Paan is another acquired taste. This pop-in-your mouth post-dinner snack is described alternatively as a “breath freshener,” “digestif,” and “addictive euphoria-inducing formulation with adverse health effects.” While it increases the chances of oral cancer tenfold, and tastes like a mix of floor cleanser and DDT, every block offers the opportunity to partake. It comes in multiple varieties—with/out tobacco, sweet/savory, illegal/tame—and everyone from restauranteer to street vendor is a pusher. If it tasted even marginally better, we might be tempted by the beautiful displays, but the betel leaf has left us neither euphoric nor addicted.
Another street food staple that has never really appealed to us is sugar cane juice. In our final days here, however, Mangala convinces us to give it a try. Half the fun is watching the vendor feed the 6' stalks of cane into the crusher and slide glasses under the spout to catch the juice. It comes plain, with mint, or ginger, and is a remarkably refreshing taste treat.
A final visit to British roots: Driving through the center of Mumbai, we chance upon the ninth hole of a golf course. Frances, Roopa, and Mangala assuage our incredulity by informing us that this is, of course, the Willingdon Club. The next day, we’re invited for drinks with a member who serves on the Boards of Avasara and the Doon School, a prestigious all-boys school in the foothills of the Himalayas—the Eton of India. We take a step onto the veranda and move back a century in time.
Our host rings a small bell to call over a servant who takes our order and bring us fresh lime sodas and apple pie. The walls are covered with photographs of members past, golf tourney winners and dignitaries, but casual photography and cell phones aren’t allowed and until not long ago, neither were women, but the club has changed with the times and now there’s a women’s locker room; it features personal retiring lounges. We later discover that, despite all these British colonial trappings, the club was revolutionary when it was founded in 1918 by Lord Willingdon. Turns out, he was not allowed to invite his Maharaja friends to any of Bombay “whites only” gentlemens’ clubs, so he opened his own. The Willingdon Club was as one of India’s first gestures toward racial equality. And while it remains an exclusive domain for the well-heeled, well-connected set of India, cricket--another vestige of colonial times--has become the great equalizer.

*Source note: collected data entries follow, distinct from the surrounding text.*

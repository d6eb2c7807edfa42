use std::fmt;
use std::mem;
use std::ops::{Deref, DerefMut};
use std::ptr::NonNull;

use crate::error::{OwnershipError, Result};
use crate::finalizer::{Adopted, Finalizer};
use crate::upcast::Upcast;

/// Sole ownership of a resource.
///
/// The handle is not `Clone`; ownership moves with the value. [`take`] is the
/// move that leaves an empty handle behind, and assigning over a handle
/// finalizes whatever it held. The finalizer moves together with the resource
/// on every transfer, including [`swap`] and [`upcast`].
///
/// [`take`]: ExclusiveOwner::take
/// [`swap`]: ExclusiveOwner::swap
/// [`upcast`]: ExclusiveOwner::upcast
pub struct ExclusiveOwner<T: ?Sized> {
    slot: Option<Adopted<T>>,
}

unsafe impl<T: ?Sized + Send> Send for ExclusiveOwner<T> {}
unsafe impl<T: ?Sized + Sync> Sync for ExclusiveOwner<T> {}

impl<T> ExclusiveOwner<T> {
    pub fn new(value: T) -> Self {
        Self::from_box(Box::new(value))
    }
}

impl<T: ?Sized> ExclusiveOwner<T> {
    pub const fn empty() -> Self {
        Self { slot: None }
    }

    /// The null handle. Assigning it over a handle finalizes the old resource.
    pub const fn null() -> Self {
        Self::empty()
    }

    pub fn from_box(value: Box<T>) -> Self {
        Self {
            slot: Some(Adopted::from_box(value)),
        }
    }

    /// Adopts `ptr` with the default finalizer. A null `ptr` gives an empty handle.
    ///
    /// # Safety
    ///
    /// A non-null `ptr` must come from `Box::into_raw` and must not be owned elsewhere.
    pub unsafe fn from_raw(ptr: *mut T) -> Self {
        unsafe { Self::from_raw_with(ptr, Finalizer::destroy()) }
    }

    /// # Safety
    ///
    /// A non-null `ptr` must stay valid until `finalizer` runs and must not be
    /// owned elsewhere.
    pub unsafe fn from_raw_with(ptr: *mut T, finalizer: Finalizer<T>) -> Self {
        Self {
            slot: unsafe { Adopted::from_raw(ptr, finalizer) },
        }
    }

    #[inline]
    pub fn get(&self) -> Option<NonNull<T>> {
        self.slot.as_ref().map(Adopted::resource)
    }

    pub fn try_get(&self) -> Result<&T> {
        match &self.slot {
            // SAFETY: the resource stays live while it sits in the slot.
            Some(adopted) => Ok(unsafe { adopted.resource().as_ref() }),
            None => Err(OwnershipError::Empty),
        }
    }

    pub fn try_get_mut(&mut self) -> Result<&mut T> {
        match &self.slot {
            Some(adopted) => {
                let mut resource = adopted.resource();
                // SAFETY: sole owner, borrowed mutably.
                Ok(unsafe { resource.as_mut() })
            }
            None => Err(OwnershipError::Empty),
        }
    }

    #[inline]
    pub fn is_empty(&self) -> bool {
        self.slot.is_none()
    }

    /// Moves the resource and its finalizer out, leaving this handle empty.
    pub fn take(&mut self) -> Self {
        Self {
            slot: self.slot.take(),
        }
    }

    pub fn swap(&mut self, other: &mut Self) {
        mem::swap(&mut self.slot, &mut other.slot);
    }

    /// Gives up the resource without finalizing it; the handle becomes empty.
    pub fn release(&mut self) -> Option<NonNull<T>> {
        self.slot.take().map(Adopted::into_raw)
    }

    pub fn reset(&mut self) {
        if let Some(adopted) = self.slot.take() {
            adopted.finalize();
        }
    }

    pub fn reset_to(&mut self, value: Box<T>) {
        self.reset();
        self.slot = Some(Adopted::from_box(value));
    }

    /// # Safety
    ///
    /// Same contract as [`ExclusiveOwner::from_raw`].
    pub unsafe fn reset_to_raw(&mut self, ptr: *mut T) {
        unsafe { self.reset_to_raw_with(ptr, Finalizer::destroy()) }
    }

    /// # Safety
    ///
    /// Same contract as [`ExclusiveOwner::from_raw_with`].
    pub unsafe fn reset_to_raw_with(&mut self, ptr: *mut T, finalizer: Finalizer<T>) {
        self.reset();
        self.slot = unsafe { Adopted::from_raw(ptr, finalizer) };
    }

    /// Move-assigns a handle over a subtype of `T` into this one.
    ///
    /// The resource held so far is finalized.
    pub fn assign_upcast<U>(&mut self, other: ExclusiveOwner<U>)
    where
        U: Upcast<T> + 'static,
        T: 'static,
    {
        let mut fresh = other.upcast();
        self.swap(&mut fresh);
    }
}

impl<T: 'static> ExclusiveOwner<T> {
    /// Transfers ownership into a handle over the base type `U`.
    ///
    /// Dropping the new handle still runs `T`'s full teardown.
    pub fn upcast<U>(mut self) -> ExclusiveOwner<U>
    where
        T: Upcast<U>,
        U: ?Sized + 'static,
    {
        ExclusiveOwner {
            slot: self.slot.take().map(Adopted::upcast),
        }
    }
}

impl<T: ?Sized> Deref for ExclusiveOwner<T> {
    type Target = T;
    fn deref(&self) -> &T {
        match self.try_get() {
            Ok(resource) => resource,
            Err(e) => panic!("{e}"),
        }
    }
}

impl<T: ?Sized> DerefMut for ExclusiveOwner<T> {
    fn deref_mut(&mut self) -> &mut T {
        match self.try_get_mut() {
            Ok(resource) => resource,
            Err(e) => panic!("{e}"),
        }
    }
}

impl<T: ?Sized> Drop for ExclusiveOwner<T> {
    fn drop(&mut self) {
        self.reset();
    }
}

impl<T: ?Sized> Default for ExclusiveOwner<T> {
    fn default() -> Self {
        Self::empty()
    }
}

impl<T: ?Sized> From<Box<T>> for ExclusiveOwner<T> {
    fn from(value: Box<T>) -> Self {
        Self::from_box(value)
    }
}

impl<T: ?Sized> PartialEq for ExclusiveOwner<T> {
    /// Pointer identity; the resources themselves are not compared.
    fn eq(&self, other: &Self) -> bool {
        match (self.get(), other.get()) {
            (Some(a), Some(b)) => std::ptr::addr_eq(a.as_ptr(), b.as_ptr()),
            (None, None) => true,
            _ => false,
        }
    }
}

impl<T: ?Sized> Eq for ExclusiveOwner<T> {}

impl<T: ?Sized + fmt::Debug> fmt::Debug for ExclusiveOwner<T> {
    fn fmt(&self, f: &mut fmt::Formatter<'_>) -> fmt::Result {
        f.debug_tuple("ExclusiveOwner")
            .field(&self.try_get().ok())
            .finish()
    }
}

#[cfg(test)]
mod tests {
    use super::ExclusiveOwner;
    use crate::error::OwnershipError;
    use crate::finalizer::Finalizer;
    use std::ptr::NonNull;
    use std::sync::Arc;
    use std::sync::atomic::{AtomicUsize, Ordering};
    use std::sync::Mutex;

    trait Base {
        fn action(&self) -> &'static str;
    }

    struct Derived1 {
        drops: Arc<AtomicUsize>,
    }

    impl Base for Derived1 {
        fn action(&self) -> &'static str {
            "perform action for Derived1"
        }
    }

    impl Drop for Derived1 {
        fn drop(&mut self) {
            self.drops.fetch_add(1, Ordering::SeqCst);
        }
    }

    struct Derived2 {
        log: Arc<Mutex<Vec<&'static str>>>,
        payload: Vec<u8>,
    }

    impl Base for Derived2 {
        fn action(&self) -> &'static str {
            "perform action for Derived2"
        }
    }

    impl Drop for Derived2 {
        fn drop(&mut self) {
            self.log.lock().unwrap().push("Derived2 teardown");
        }
    }

    crate::impl_upcast!(Derived1 => dyn Base, Derived2 => dyn Base);

    fn logged(tag: &'static str, log: &Arc<Mutex<Vec<&'static str>>>) -> Finalizer<i32> {
        let log = log.clone();
        Finalizer::new(move |p: NonNull<i32>| {
            drop(unsafe { Box::from_raw(p.as_ptr()) });
            log.lock().unwrap().push(tag);
        })
    }

    #[test]
    fn empty_and_null() {
        let mut up3: ExclusiveOwner<i32> = ExclusiveOwner::null();
        assert!(up3.is_empty());
        up3 = ExclusiveOwner::null();
        assert!(up3.is_empty());
        assert_eq!(up3.try_get(), Err(OwnershipError::Empty));
        assert_eq!(up3.release(), None);
        assert_eq!(up3, ExclusiveOwner::default());
    }

    #[test]
    #[should_panic(expected = "access through an empty handle")]
    fn deref_empty_panics() {
        let mut e: ExclusiveOwner<i32> = ExclusiveOwner::empty();
        *e = 1;
    }

    #[test]
    fn assigning_null_finalizes() {
        let log = Arc::new(Mutex::new(vec![]));
        let mut a = unsafe { ExclusiveOwner::from_raw_with(Box::into_raw(Box::new(1)), logged("one", &log)) };
        assert_eq!(*a, 1);
        a = ExclusiveOwner::null();
        assert!(a.is_empty());
        assert_eq!(*log.lock().unwrap(), ["one"]);
    }

    #[test]
    fn move_assign_finalizes_destination() {
        crate::init_test_logging();
        let log = Arc::new(Mutex::new(vec![]));
        let mut a = unsafe { ExclusiveOwner::from_raw_with(Box::into_raw(Box::new(8)), logged("eight", &log)) };
        assert_eq!(*a, 8);
        let b = unsafe { ExclusiveOwner::from_raw_with(Box::into_raw(Box::new(6)), logged("six", &log)) };

        a = b;
        assert_eq!(*log.lock().unwrap(), ["eight"]);
        assert_eq!(*a, 6);

        drop(a);
        assert_eq!(*log.lock().unwrap(), ["eight", "six"]);
    }

    #[test]
    fn take_leaves_source_empty() {
        let mut a = ExclusiveOwner::new(6);
        let b = a.take();
        assert!(a.is_empty());
        assert!(!b.is_empty());
        assert_eq!(*b, 6);
    }

    #[test]
    fn finalizer_travels_with_the_resource() {
        let log = Arc::new(Mutex::new(vec![]));
        let mut a = unsafe { ExclusiveOwner::from_raw_with(Box::into_raw(Box::new(3)), logged("three", &log)) };
        let mut b = ExclusiveOwner::new(4);
        assert_eq!(*b, 4);

        b = a.take();
        drop(a);
        assert!(log.lock().unwrap().is_empty());
        assert_eq!(*b, 3);
        drop(b);
        assert_eq!(*log.lock().unwrap(), ["three"]);
    }

    #[test]
    fn swap_exchanges_finalizers() {
        let log = Arc::new(Mutex::new(vec![]));
        let mut a = unsafe { ExclusiveOwner::from_raw_with(Box::into_raw(Box::new(1)), logged("a", &log)) };
        let mut b = unsafe { ExclusiveOwner::from_raw_with(Box::into_raw(Box::new(2)), logged("b", &log)) };

        a.swap(&mut b);
        assert_eq!((*a, *b), (2, 1));
        drop(a);
        assert_eq!(*log.lock().unwrap(), ["b"]);
        drop(b);
        assert_eq!(*log.lock().unwrap(), ["b", "a"]);
    }

    #[test]
    fn release_skips_finalizer() {
        let log = Arc::new(Mutex::new(vec![]));
        let mut a = unsafe { ExclusiveOwner::from_raw_with(Box::into_raw(Box::new(5)), logged("five", &log)) };
        let raw = a.release().unwrap();
        assert!(a.is_empty());
        drop(a);
        assert!(log.lock().unwrap().is_empty());
        assert_eq!(*unsafe { Box::from_raw(raw.as_ptr()) }, 5);
    }

    #[test]
    fn reset_finalizes_before_adopting() {
        let log = Arc::new(Mutex::new(vec![]));
        let mut a = unsafe { ExclusiveOwner::from_raw_with(Box::into_raw(Box::new(1)), logged("first", &log)) };

        unsafe { a.reset_to_raw_with(Box::into_raw(Box::new(2)), logged("second", &log)) };
        assert_eq!(*log.lock().unwrap(), ["first"]);
        assert_eq!(*a, 2);

        a.reset_to(Box::new(3));
        assert_eq!(*log.lock().unwrap(), ["first", "second"]);

        unsafe { a.reset_to_raw(std::ptr::null_mut()) };
        assert!(a.is_empty());
        a.reset();
        assert!(a.is_empty());
    }

    #[test]
    fn deref_mut_writes_through() {
        let mut a = ExclusiveOwner::new(String::from("own"));
        a.push_str("er");
        assert_eq!(&*a, "owner");
        assert_eq!(format!("{a:?}"), "ExclusiveOwner(Some(\"owner\"))");
    }

    #[test]
    fn equality_is_identity() {
        let a = ExclusiveOwner::new(1);
        let b = ExclusiveOwner::new(1);
        assert_ne!(a, b);
        assert_ne!(a, ExclusiveOwner::empty());

        let raw = Box::into_raw(Box::new(7));
        let mut c = unsafe { ExclusiveOwner::from_raw(raw) };
        let mut d = unsafe { ExclusiveOwner::from_raw(raw) };
        assert_eq!(c, d);
        // only one of them may finalize
        let _ = d.release();
        c.reset();
    }

    #[test]
    fn upcast_dispatches_to_derived() {
        let drops = Arc::new(AtomicUsize::new(0));
        let log = Arc::new(Mutex::new(vec![]));

        let d1 = ExclusiveOwner::new(Derived1 { drops: drops.clone() });
        let d2 = ExclusiveOwner::new(Derived2 { log: log.clone(), payload: vec![1; 64] });
        let mut d3 = ExclusiveOwner::new(Derived2 { log: log.clone(), payload: vec![] });
        assert_eq!(d3.payload.len(), 0);
        d3.payload.push(9);

        let base1: ExclusiveOwner<dyn Base> = d1.upcast();
        let base2 = d2.upcast::<dyn Base>();
        let mut base3: ExclusiveOwner<dyn Base> = ExclusiveOwner::empty();
        base3.assign_upcast(d3);

        assert_eq!(base1.action(), "perform action for Derived1");
        assert_eq!(base2.action(), "perform action for Derived2");
        assert_eq!(base3.action(), "perform action for Derived2");

        drop(base1);
        assert_eq!(drops.load(Ordering::SeqCst), 1);
        drop(base2);
        drop(base3);
        assert_eq!(*log.lock().unwrap(), ["Derived2 teardown", "Derived2 teardown"]);
    }

    #[test]
    fn assign_upcast_finalizes_previous_base() {
        let drops = Arc::new(AtomicUsize::new(0));
        let mut base: ExclusiveOwner<dyn Base> = ExclusiveOwner::new(Derived1 { drops: drops.clone() }).upcast();

        base.assign_upcast(ExclusiveOwner::new(Derived1 { drops: drops.clone() }));
        assert_eq!(drops.load(Ordering::SeqCst), 1);
        base.assign_upcast(ExclusiveOwner::<Derived1>::empty());
        assert_eq!(drops.load(Ordering::SeqCst), 2);
        assert!(base.is_empty());
    }

    #[test]
    fn upcast_keeps_custom_finalizer() {
        let calls = Arc::new(AtomicUsize::new(0));
        let c = calls.clone();
        let drops = Arc::new(AtomicUsize::new(0));
        let derived = Box::into_raw(Box::new(Derived1 { drops: drops.clone() }));
        let owner = unsafe {
            ExclusiveOwner::from_raw_with(
                derived,
                Finalizer::new(move |p: NonNull<Derived1>| {
                    c.fetch_add(1, Ordering::SeqCst);
                    drop(unsafe { Box::from_raw(p.as_ptr()) });
                }),
            )
        };

        let base: ExclusiveOwner<dyn Base> = owner.upcast();
        assert!(std::ptr::addr_eq(base.get().unwrap().as_ptr(), derived));
        drop(base);
        assert_eq!(calls.load(Ordering::SeqCst), 1);
        assert_eq!(drops.load(Ordering::SeqCst), 1);
    }

    #[test]
    fn boxed_trait_object_uses_vtable_drop() {
        let drops = Arc::new(AtomicUsize::new(0));
        let boxed: Box<dyn Base> = Box::new(Derived1 { drops: drops.clone() });
        let owner = ExclusiveOwner::from(boxed);
        assert_eq!(owner.action(), "perform action for Derived1");
        drop(owner);
        assert_eq!(drops.load(Ordering::SeqCst), 1);
    }

    #[test]
    fn moves_across_threads() {
        let mut a = ExclusiveOwner::new(vec![1, 2, 3]);
        let b = a.take();
        let sum = std::thread::spawn(move || b.iter().sum::<i32>()).join().unwrap();
        assert_eq!(sum, 6);
        assert!(a.is_empty());
    }
}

Vivak, our host at Willingdon, loved cricket when he was at Doon and still plays to this day, and from what we’ve seen in our wanderings, it truly is the people’s game in India. Small boys fashion bats from scrap wood and use rocks as wickets to play in the streets. College men don their whites and take over city parks after classes are done for the day. And business men leave work early to practice batting in makeshift cages set up all over town.
Cricket is everywhere.
Cricket is everywhere.
We will miss Bombay but know returning is in our future. We still have a few things to do here:
We have yet to ride in one of those shiny Taj carriages.
We still need photographic evidence of the giant--no, really GIANT...we're talking Buicks with wings--fruit bat.
And we have yet to purchase even one "Big balloon! Very strong!" from the hawkers who greet us every morning with a loud slam on the taut surface.
It's hard to believe we'll be back in Princeton, NJ in 24 hours or that it is over 50 degrees cooler there... It's been an amazing trip; thank you all for coming along!